A menina sabia o que viria a seguir. Faziam anos que a tradição não era quebrada, mas seu teste vocacional acabara de confirmar o que ela já sabia. Não tinha vontade de ser espadachim. Dobrou o papel da resposta calmamente enquanto dizia ao homem a sua frente que queria seguir o caminho descrito na folha. Enqüanto o homem entregava-lhe itens imprescindíveis para um bom começo na sua profissão, ela pensava em como esconderia, pelo menos no começo, tal disparate à sua linhagem.
Tinha sangue da família Hopkins, antiga descendência de excelentes lordes. Toda a criança nascida em seu berço era imediatamente levada a um treino na arte de manusear espadas, que perduraria por anos, até que este atingisse a maioridade. Tornavam-se espadachins muito cedo, e a corrida de irmãos para mostrar mais talento era um espetáculo tenebroso apreciado pelo chefe da linhagem. Atualmente tal posto era ocupado por Werther Hopkins, seu pai. Ele teria o desgosto de não ver sua filha chegando em Izlude, e mal saberia que agora ela pisava em Alberta.
Andou pelas ruas empedradas da metrópole comercial até avistar o que parecia ser a guilda dos mercadores. Haviam alguns outros na mesma situação -ao menos aparentemente- que ela. Entrou na fila e dirigiu-se ao homem atrás de um balcão para candidatar-se a profissão.
-A inscrição custa mil zenys, mas se quiser pode parcelar em duas vezes. Uma agora e outra quando acabar o teste.

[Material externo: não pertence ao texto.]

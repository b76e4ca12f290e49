//! 命令行参数定义
//!
//! 使用clap定义应用程序的命令行接口

use crate::notification::NotifyPolicy;
use clap::{Parser, Subcommand, ValueEnum};
use std::path::PathBuf;

/// Link Health Check - 网站链接健康检测工具
#[derive(Parser, Debug, Clone)]
#[command(
    name = "link-health-check",
    version = crate::VERSION,
    about = crate::APP_DESCRIPTION,
    long_about = None
)]
pub struct Args {
    /// 配置文件路径
    #[arg(
        short,
        long,
        value_name = "FILE",
        help = "配置文件路径",
        env = "LINK_CHECK_CONFIG"
    )]
    pub config: Option<PathBuf>,

    /// 日志级别，未指定时使用配置文件中的 `log_level`
    #[arg(
        short,
        long,
        value_enum,
        help = "日志级别（覆盖配置文件）",
        env = "LINK_CHECK_LOG_LEVEL"
    )]
    pub log_level: Option<LogLevel>,

    /// 是否输出JSON格式日志
    #[arg(long, help = "以JSON格式输出日志")]
    pub json_logs: bool,

    /// 子命令
    #[command(subcommand)]
    pub command: Commands,
}

/// 日志级别枚举
#[derive(ValueEnum, Clone, Debug, PartialEq)]
pub enum LogLevel {
    /// 调试级别
    Debug,
    /// 信息级别
    Info,
    /// 警告级别
    Warn,
    /// 错误级别
    Error,
}

impl From<LogLevel> for log::LevelFilter {
    fn from(level: LogLevel) -> Self {
        match level {
            LogLevel::Debug => log::LevelFilter::Debug,
            LogLevel::Info => log::LevelFilter::Info,
            LogLevel::Warn => log::LevelFilter::Warn,
            LogLevel::Error => log::LevelFilter::Error,
        }
    }
}

impl std::fmt::Display for LogLevel {
    fn fmt(&self, f: &mut std::fmt::Formatter<'_>) -> std::fmt::Result {
        match self {
            LogLevel::Debug => write!(f, "debug"),
            LogLevel::Info => write!(f, "info"),
            LogLevel::Warn => write!(f, "warn"),
            LogLevel::Error => write!(f, "error"),
        }
    }
}

/// 子命令定义
#[derive(Subcommand, Debug, Clone)]
pub enum Commands {
    /// 执行一次完整检测：写报告、按策略发送邮件、追加运行日志
    Run {
        /// 不发送邮件
        #[arg(long, help = "不发送邮件")]
        no_notify: bool,

        /// 覆盖配置中的通知策略
        #[arg(long, value_enum, help = "通知策略")]
        policy: Option<NotifyPolicy>,
    },

    /// 只检测并打印结果，不写文件、不发邮件
    Check {
        /// 输出格式
        #[arg(short, long, value_enum, default_value = "table", help = "输出格式")]
        format: OutputFormat,
    },

    /// 生成示例配置文件
    Init {
        /// 配置文件路径
        #[arg(
            value_name = "FILE",
            help = "配置文件路径",
            default_value = "link-check.toml"
        )]
        config_path: PathBuf,

        /// 是否覆盖现有文件
        #[arg(short, long, help = "覆盖现有文件")]
        force: bool,
    },

    /// 验证配置文件
    Validate {
        /// 配置文件路径
        #[arg(value_name = "FILE", help = "配置文件路径")]
        config_path: Option<PathBuf>,
    },

    /// 显示版本信息
    Version {
        /// 输出格式
        #[arg(short, long, value_enum, default_value = "text", help = "输出格式")]
        format: OutputFormat,
    },
}

/// 输出格式枚举
#[derive(ValueEnum, Clone, Debug, PartialEq)]
pub enum OutputFormat {
    /// 文本格式
    Text,
    /// JSON格式
    Json,
    /// 表格格式
    Table,
}

impl Args {
    /// 获取配置文件路径
    pub fn get_config_path(&self) -> PathBuf {
        self.config
            .clone()
            .unwrap_or_else(crate::config::get_default_config_path)
    }

    /// 计算生效的日志级别
    ///
    /// 命令行参数优先，其次是配置文件中的级别，都没有时为 info。
    ///
    /// # 参数
    /// * `config_level` - 配置文件中的 `log_level`（如果能读取到配置）
    pub fn resolve_log_level(&self, config_level: Option<&str>) -> log::LevelFilter {
        if let Some(level) = &self.log_level {
            return level.clone().into();
        }

        config_level
            .and_then(|level| LogLevel::from_str(level, true).ok())
            .map(log::LevelFilter::from)
            .unwrap_or(log::LevelFilter::Info)
    }
}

-Prefiro pagar numa vez só.
Talvez fosse sorte da menina que sua família fosse rica, mas certamente preferiria liberdade de futuro a condições monetárias. Desembolsou mil zenys, permitindo ao homem que desse-lhe um código e dissesse:
-Vá até o chefe do almoxarifado. Ele entregará uma caixa correspondente ao código. O destino é a Ilha Byalan, com a Kafra responsável pelo local. A ilha é acessível pegando um barco na cidade de Izlude, o marujo não cobra tão caro.
-Sem problemas. Voltarei o mais cedo possível.
-Ah! Se não for um incômodo, poderia levar essa carta a ela?
Surpresa com o pedido do homem, aceitou o pedido. Dirigiu-se ao chefe de almoxarifado, dise-lhe o código e o destinatário da encomenda e recebeu uma caixa do mesmo. De posse da caixa, seguiu até o norte de Alberta, onde uma funcionária Kafra atendia seus clientes. Mais uma vez a vantagem de ter dinheiro bateu-lhe na porta.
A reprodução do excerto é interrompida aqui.